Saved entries
--
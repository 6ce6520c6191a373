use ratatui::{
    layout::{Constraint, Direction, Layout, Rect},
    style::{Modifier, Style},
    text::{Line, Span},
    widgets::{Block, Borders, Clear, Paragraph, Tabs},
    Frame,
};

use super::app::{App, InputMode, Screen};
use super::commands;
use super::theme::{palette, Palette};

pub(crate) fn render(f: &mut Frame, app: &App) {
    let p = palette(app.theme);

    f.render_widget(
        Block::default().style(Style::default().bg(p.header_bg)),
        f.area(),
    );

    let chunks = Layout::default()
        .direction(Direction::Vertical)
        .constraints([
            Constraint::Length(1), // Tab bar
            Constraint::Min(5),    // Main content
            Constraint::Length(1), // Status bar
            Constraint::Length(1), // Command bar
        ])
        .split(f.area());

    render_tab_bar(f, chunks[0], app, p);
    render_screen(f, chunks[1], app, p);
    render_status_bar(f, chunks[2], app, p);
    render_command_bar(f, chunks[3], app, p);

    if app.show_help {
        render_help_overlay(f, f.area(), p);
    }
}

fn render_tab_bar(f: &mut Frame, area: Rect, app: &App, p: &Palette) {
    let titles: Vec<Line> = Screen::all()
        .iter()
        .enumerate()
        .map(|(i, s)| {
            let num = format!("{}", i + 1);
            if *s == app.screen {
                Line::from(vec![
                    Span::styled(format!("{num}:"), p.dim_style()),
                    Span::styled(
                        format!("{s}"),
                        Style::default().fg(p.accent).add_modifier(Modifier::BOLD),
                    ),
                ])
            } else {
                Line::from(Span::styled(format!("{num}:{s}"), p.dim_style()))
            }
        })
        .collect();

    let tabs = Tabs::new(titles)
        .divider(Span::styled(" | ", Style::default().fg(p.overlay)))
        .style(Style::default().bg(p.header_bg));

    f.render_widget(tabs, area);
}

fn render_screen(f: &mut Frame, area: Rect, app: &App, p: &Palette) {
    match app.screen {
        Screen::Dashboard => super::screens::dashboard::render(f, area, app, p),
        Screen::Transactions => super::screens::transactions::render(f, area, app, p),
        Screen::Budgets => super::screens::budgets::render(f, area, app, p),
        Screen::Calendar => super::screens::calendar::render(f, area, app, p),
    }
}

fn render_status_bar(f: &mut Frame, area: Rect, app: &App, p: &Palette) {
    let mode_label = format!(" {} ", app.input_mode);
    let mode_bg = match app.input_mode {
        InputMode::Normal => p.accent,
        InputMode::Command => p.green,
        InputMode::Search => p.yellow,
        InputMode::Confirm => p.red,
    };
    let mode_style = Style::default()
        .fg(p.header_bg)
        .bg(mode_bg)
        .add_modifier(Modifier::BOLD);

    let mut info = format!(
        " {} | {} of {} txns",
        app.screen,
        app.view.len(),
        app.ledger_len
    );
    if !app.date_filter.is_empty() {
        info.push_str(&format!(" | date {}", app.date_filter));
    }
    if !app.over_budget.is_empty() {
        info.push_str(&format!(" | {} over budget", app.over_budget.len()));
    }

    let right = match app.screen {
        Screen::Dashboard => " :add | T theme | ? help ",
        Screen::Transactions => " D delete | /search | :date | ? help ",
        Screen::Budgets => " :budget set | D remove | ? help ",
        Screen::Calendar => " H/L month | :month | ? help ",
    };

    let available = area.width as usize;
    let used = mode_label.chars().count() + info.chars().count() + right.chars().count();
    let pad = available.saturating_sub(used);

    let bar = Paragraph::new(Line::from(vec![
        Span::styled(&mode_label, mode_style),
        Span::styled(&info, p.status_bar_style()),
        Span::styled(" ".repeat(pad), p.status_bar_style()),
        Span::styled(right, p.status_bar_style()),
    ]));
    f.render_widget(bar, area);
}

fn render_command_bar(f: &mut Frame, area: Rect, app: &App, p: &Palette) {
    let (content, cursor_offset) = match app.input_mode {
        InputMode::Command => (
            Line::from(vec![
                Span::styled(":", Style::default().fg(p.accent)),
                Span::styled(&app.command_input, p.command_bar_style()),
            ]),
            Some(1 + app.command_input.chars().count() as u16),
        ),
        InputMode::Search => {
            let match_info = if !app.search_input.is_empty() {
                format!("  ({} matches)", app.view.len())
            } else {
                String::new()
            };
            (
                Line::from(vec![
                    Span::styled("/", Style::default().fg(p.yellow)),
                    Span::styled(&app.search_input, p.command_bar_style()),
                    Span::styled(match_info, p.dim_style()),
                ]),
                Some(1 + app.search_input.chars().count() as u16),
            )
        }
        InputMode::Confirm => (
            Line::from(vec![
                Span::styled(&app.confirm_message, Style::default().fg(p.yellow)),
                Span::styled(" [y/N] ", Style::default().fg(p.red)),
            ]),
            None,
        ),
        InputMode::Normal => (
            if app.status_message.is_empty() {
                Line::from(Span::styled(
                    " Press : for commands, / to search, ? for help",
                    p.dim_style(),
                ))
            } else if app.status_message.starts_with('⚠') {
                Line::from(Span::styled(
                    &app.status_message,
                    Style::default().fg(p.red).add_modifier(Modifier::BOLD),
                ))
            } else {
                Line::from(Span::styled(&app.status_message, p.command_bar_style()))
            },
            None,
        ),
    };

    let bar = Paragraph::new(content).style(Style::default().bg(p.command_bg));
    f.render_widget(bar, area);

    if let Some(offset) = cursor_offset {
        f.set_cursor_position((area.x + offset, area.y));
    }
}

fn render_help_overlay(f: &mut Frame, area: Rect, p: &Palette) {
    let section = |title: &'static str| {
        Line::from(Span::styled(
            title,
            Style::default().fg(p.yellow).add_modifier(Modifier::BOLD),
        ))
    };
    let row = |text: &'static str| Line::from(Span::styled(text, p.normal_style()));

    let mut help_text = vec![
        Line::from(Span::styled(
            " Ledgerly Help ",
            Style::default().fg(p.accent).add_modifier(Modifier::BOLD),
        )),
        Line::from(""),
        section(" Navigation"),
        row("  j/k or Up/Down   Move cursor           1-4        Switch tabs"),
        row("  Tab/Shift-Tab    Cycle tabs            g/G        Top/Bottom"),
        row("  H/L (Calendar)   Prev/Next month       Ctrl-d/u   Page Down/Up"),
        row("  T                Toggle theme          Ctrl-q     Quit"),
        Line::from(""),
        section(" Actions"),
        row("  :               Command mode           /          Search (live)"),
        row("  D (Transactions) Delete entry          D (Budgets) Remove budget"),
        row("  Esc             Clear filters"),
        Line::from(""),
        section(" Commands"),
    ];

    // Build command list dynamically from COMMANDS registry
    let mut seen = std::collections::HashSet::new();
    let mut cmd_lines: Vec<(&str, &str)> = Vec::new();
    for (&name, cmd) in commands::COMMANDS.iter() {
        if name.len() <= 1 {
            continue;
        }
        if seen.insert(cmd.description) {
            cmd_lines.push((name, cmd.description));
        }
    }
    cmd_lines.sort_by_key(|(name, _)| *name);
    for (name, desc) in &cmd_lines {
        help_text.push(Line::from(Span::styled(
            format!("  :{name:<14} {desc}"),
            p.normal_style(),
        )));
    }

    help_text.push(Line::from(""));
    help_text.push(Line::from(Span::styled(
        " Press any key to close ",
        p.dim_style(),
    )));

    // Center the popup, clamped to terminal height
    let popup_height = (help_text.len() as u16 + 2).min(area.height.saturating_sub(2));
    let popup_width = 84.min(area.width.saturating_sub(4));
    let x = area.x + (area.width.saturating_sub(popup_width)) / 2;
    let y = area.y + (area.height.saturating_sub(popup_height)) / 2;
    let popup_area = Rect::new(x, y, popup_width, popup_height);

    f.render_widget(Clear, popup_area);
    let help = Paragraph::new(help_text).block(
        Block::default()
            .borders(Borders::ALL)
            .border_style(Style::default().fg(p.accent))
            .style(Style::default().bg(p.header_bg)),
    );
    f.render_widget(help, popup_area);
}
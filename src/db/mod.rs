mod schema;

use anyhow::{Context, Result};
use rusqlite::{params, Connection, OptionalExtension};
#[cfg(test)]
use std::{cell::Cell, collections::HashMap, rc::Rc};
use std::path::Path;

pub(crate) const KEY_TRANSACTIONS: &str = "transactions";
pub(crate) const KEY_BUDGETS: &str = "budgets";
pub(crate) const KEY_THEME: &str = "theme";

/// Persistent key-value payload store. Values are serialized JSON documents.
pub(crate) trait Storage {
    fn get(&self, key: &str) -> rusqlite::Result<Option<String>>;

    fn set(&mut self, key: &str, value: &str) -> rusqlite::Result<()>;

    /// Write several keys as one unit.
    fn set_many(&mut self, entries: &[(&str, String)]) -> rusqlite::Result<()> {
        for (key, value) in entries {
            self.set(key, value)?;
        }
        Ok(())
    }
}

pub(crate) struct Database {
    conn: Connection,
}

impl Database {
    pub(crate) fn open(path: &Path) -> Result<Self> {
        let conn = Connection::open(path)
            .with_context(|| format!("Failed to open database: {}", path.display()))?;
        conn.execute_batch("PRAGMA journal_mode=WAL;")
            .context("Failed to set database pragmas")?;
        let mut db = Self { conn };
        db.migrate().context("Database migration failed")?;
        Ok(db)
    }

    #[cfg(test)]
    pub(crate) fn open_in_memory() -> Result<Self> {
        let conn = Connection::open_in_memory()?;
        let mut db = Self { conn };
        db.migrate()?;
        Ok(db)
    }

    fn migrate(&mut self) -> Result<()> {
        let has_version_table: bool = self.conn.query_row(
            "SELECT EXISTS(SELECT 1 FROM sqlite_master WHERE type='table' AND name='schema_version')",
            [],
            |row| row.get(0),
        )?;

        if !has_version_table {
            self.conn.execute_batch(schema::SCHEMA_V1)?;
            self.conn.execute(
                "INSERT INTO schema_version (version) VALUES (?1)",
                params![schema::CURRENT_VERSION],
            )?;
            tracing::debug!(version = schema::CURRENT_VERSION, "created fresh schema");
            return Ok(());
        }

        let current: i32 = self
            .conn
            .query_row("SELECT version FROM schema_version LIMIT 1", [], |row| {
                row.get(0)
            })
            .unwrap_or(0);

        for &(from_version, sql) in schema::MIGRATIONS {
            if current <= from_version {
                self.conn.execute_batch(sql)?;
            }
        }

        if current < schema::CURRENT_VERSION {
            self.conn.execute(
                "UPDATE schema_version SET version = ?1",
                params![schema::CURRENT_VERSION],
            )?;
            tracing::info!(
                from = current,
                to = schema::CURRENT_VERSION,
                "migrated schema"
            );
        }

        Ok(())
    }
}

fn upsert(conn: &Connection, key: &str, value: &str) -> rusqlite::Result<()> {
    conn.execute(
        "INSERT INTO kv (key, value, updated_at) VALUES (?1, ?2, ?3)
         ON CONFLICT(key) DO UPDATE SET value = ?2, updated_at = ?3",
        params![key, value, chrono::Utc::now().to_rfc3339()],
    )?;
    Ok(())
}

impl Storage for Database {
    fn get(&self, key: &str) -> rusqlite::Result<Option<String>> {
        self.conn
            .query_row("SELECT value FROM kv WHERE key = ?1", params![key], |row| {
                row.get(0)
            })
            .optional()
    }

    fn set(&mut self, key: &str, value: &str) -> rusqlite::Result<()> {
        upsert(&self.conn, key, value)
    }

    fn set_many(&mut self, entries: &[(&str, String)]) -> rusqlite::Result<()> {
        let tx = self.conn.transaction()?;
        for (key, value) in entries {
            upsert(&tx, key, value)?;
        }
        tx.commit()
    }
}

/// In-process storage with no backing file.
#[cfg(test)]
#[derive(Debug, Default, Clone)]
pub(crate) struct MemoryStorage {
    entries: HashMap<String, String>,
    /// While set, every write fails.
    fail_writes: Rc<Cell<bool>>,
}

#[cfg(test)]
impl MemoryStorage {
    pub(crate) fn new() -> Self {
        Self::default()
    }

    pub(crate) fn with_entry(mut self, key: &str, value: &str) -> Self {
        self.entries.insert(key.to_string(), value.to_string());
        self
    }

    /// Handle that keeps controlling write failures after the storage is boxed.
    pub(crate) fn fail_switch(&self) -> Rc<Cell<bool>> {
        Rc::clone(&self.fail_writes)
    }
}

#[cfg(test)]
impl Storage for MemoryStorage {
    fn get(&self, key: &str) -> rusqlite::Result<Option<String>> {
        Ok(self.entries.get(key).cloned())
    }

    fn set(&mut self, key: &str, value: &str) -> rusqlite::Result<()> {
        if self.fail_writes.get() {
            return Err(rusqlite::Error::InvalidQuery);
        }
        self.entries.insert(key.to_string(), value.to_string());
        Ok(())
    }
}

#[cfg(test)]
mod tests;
--
Problem requirements:
Given the records above, reproduce precisely and only the lines between the line holding "else if app.status_message.starts_with('⚠')" and the line holding "from COMMANDS registry", inclusive.

Solved problem:
            } else if app.status_message.starts_with('⚠') {
                Line::from(Span::styled(
                    &app.status_message,
                    Style::default().fg(p.red).add_modifier(Modifier::BOLD),
                ))
            } else {
                Line::from(Span::styled(&app.status_message, p.command_bar_style()))
            },
            None,
        ),
    };

    let bar = Paragraph::new(content).style(Style::default().bg(p.command_bg));
    f.render_widget(bar, area);

    if let Some(offset) = cursor_offset {
        f.set_cursor_position((area.x + offset, area.y));
    }
}

fn render_help_overlay(f: &mut Frame, area: Rect, p: &Palette) {
    let section = |title: &'static str| {
        Line::from(Span::styled(
            title,
            Style::default().fg(p.yellow).add_modifier(Modifier::BOLD),
        ))
    };
    let row = |text: &'static str| Line::from(Span::styled(text, p.normal_style()));

    let mut help_text = vec![
        Line::from(Span::styled(
            " Ledgerly Help ",
            Style::default().fg(p.accent).add_modifier(Modifier::BOLD),
        )),
        Line::from(""),
        section(" Navigation"),
        row("  j/k or Up/Down   Move cursor           1-4        Switch tabs"),
        row("  Tab/Shift-Tab    Cycle tabs            g/G        Top/Bottom"),
        row("  H/L (Calendar)   Prev/Next month       Ctrl-d/u   Page Down/Up"),
        row("  T                Toggle theme          Ctrl-q     Quit"),
        Line::from(""),
        section(" Actions"),
        row("  :               Command mode           /          Search (live)"),
        row("  D (Transactions) Delete entry          D (Budgets) Remove budget"),
        row("  Esc             Clear filters"),
        Line::from(""),
        section(" Commands"),
    ];

    // Build command list dynamically from COMMANDS registry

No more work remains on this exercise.